*** Source material ***

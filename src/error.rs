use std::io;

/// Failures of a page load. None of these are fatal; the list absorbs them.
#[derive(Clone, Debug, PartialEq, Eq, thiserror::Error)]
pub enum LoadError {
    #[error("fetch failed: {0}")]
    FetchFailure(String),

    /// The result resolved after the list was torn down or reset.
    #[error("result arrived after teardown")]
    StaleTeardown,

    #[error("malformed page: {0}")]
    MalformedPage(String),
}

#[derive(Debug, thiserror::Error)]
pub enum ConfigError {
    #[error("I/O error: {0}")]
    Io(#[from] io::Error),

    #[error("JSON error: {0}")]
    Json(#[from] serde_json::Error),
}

*** End of Source material ***
*** Source material ***

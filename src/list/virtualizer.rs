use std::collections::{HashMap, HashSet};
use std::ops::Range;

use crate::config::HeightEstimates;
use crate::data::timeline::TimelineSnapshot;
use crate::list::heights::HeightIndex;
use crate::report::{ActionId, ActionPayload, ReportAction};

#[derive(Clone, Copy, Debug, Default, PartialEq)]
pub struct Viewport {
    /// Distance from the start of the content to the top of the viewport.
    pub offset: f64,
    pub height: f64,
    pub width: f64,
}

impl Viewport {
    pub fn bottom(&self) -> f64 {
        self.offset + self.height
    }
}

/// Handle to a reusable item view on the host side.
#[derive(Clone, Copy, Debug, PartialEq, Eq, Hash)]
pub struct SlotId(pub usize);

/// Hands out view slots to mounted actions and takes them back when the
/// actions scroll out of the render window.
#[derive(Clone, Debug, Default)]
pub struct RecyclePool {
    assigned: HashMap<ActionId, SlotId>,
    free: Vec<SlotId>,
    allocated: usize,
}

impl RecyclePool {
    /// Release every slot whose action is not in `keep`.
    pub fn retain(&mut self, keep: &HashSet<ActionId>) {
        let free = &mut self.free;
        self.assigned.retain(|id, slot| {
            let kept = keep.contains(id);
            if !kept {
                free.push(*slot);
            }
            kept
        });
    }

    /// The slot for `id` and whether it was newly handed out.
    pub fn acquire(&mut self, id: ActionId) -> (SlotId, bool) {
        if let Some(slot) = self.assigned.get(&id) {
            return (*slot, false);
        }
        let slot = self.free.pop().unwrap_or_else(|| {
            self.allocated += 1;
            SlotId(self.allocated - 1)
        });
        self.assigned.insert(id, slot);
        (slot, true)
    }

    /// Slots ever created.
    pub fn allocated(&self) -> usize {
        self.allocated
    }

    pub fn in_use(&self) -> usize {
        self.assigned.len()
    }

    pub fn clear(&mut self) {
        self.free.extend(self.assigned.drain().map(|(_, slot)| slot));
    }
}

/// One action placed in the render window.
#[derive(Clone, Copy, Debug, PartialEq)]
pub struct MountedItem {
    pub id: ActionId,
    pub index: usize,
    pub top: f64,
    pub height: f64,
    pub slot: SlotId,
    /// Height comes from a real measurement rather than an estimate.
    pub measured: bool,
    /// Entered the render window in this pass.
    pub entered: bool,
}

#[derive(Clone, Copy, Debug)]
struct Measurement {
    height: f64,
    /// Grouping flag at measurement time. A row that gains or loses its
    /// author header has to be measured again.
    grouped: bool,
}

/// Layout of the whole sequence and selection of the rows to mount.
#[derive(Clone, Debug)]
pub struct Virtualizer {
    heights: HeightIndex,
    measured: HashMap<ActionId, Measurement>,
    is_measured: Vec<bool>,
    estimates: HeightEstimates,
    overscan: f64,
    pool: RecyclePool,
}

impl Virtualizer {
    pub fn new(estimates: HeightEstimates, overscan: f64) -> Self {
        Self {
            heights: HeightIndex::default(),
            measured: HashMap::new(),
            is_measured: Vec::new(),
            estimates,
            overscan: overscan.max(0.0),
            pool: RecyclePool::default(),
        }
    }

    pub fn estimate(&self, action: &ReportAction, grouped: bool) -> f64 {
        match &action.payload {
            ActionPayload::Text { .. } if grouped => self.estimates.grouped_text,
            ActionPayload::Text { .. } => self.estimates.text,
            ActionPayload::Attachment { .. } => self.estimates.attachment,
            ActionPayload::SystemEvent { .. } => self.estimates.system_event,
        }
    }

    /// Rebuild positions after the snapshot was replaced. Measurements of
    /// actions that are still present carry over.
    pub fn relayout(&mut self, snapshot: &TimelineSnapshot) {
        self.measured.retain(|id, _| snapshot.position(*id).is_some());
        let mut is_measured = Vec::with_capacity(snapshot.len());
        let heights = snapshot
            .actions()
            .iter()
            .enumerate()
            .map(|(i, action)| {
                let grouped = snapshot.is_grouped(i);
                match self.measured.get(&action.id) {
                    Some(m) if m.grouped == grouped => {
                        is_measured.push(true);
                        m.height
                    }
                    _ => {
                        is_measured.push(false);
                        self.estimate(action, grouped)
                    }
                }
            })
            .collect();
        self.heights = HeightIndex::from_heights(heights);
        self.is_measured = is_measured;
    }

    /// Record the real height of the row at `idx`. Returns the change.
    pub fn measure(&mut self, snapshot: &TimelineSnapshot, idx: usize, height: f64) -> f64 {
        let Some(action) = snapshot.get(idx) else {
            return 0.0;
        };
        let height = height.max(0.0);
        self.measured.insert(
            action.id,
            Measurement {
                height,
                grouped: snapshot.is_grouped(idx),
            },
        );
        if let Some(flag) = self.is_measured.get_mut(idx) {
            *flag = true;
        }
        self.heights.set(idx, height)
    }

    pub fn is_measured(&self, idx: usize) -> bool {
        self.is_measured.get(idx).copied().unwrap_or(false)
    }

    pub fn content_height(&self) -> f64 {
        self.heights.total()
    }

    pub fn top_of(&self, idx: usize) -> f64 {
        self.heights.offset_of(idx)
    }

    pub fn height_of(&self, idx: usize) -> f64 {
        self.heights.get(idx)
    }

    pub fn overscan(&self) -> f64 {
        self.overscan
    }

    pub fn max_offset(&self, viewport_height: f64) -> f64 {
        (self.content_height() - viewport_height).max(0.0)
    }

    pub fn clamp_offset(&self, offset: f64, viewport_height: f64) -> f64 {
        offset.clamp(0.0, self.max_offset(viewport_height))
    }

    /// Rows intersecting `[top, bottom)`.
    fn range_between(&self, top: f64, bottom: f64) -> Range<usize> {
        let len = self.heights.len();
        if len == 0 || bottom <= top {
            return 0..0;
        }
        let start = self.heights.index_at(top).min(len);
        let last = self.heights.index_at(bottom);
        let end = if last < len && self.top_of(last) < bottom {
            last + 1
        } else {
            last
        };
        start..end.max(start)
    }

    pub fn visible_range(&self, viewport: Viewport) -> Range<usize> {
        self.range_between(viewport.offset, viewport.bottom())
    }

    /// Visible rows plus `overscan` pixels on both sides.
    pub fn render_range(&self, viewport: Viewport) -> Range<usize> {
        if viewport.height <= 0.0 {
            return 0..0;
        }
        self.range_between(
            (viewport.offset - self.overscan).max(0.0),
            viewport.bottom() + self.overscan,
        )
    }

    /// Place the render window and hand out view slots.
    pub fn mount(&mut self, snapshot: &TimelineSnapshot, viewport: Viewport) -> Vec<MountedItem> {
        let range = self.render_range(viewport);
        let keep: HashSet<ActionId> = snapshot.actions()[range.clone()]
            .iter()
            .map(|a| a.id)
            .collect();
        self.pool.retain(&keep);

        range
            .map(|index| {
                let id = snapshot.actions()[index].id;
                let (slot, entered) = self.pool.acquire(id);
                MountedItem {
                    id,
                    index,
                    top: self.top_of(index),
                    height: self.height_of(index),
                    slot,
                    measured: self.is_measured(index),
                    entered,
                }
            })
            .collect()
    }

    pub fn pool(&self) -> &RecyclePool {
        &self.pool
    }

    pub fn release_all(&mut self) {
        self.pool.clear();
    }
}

*** End of Source material ***
*** Source material ***

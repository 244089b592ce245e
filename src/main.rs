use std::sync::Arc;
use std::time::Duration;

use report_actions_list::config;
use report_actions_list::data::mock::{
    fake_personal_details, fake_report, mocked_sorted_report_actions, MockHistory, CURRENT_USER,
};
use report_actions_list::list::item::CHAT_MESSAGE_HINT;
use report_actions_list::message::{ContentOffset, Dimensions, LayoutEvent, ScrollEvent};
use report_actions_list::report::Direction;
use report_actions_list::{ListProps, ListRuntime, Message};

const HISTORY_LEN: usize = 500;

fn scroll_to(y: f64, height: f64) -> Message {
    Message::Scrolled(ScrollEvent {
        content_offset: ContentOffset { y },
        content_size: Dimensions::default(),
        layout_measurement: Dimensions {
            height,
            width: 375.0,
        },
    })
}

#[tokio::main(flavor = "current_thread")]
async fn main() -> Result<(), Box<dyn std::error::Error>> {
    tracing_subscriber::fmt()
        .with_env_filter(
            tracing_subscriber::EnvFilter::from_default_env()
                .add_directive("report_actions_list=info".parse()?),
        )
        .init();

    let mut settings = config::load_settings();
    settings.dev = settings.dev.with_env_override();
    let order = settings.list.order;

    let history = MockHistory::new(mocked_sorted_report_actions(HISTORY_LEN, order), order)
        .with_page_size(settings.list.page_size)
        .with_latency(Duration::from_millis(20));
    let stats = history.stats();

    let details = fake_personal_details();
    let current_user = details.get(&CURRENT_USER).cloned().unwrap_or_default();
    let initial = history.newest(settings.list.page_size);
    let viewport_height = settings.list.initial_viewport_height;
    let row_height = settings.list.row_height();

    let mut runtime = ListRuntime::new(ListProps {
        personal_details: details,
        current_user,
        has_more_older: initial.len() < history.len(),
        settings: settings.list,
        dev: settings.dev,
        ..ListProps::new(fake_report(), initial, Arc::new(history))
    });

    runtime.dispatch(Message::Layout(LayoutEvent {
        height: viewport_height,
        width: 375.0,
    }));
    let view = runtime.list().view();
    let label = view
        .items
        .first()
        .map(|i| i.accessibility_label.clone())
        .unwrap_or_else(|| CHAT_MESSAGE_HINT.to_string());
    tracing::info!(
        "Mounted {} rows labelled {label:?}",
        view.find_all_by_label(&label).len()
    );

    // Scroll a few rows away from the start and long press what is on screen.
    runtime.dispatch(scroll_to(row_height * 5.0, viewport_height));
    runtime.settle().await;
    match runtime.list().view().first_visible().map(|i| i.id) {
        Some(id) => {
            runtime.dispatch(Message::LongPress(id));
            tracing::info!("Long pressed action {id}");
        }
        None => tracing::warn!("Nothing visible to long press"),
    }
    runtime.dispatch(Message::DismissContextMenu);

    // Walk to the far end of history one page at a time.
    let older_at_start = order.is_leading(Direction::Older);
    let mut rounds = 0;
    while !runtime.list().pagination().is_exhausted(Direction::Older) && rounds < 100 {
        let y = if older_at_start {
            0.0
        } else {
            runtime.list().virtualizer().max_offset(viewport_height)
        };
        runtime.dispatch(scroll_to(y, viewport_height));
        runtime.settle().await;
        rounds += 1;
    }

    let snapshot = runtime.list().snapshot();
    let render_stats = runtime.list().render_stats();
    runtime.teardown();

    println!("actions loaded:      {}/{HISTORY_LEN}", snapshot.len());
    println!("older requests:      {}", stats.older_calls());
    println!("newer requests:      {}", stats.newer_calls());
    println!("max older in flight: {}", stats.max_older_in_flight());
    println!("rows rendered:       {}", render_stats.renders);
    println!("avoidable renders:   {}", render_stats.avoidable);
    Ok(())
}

*** End of Source material ***

> **Problem**: Only lines that include "ScrollEvent" belong in the answer; return them from the entries above.

> **Result of this task**:
use report_actions_list::message::{ContentOffset, Dimensions, LayoutEvent, ScrollEvent};
    Message::Scrolled(ScrollEvent {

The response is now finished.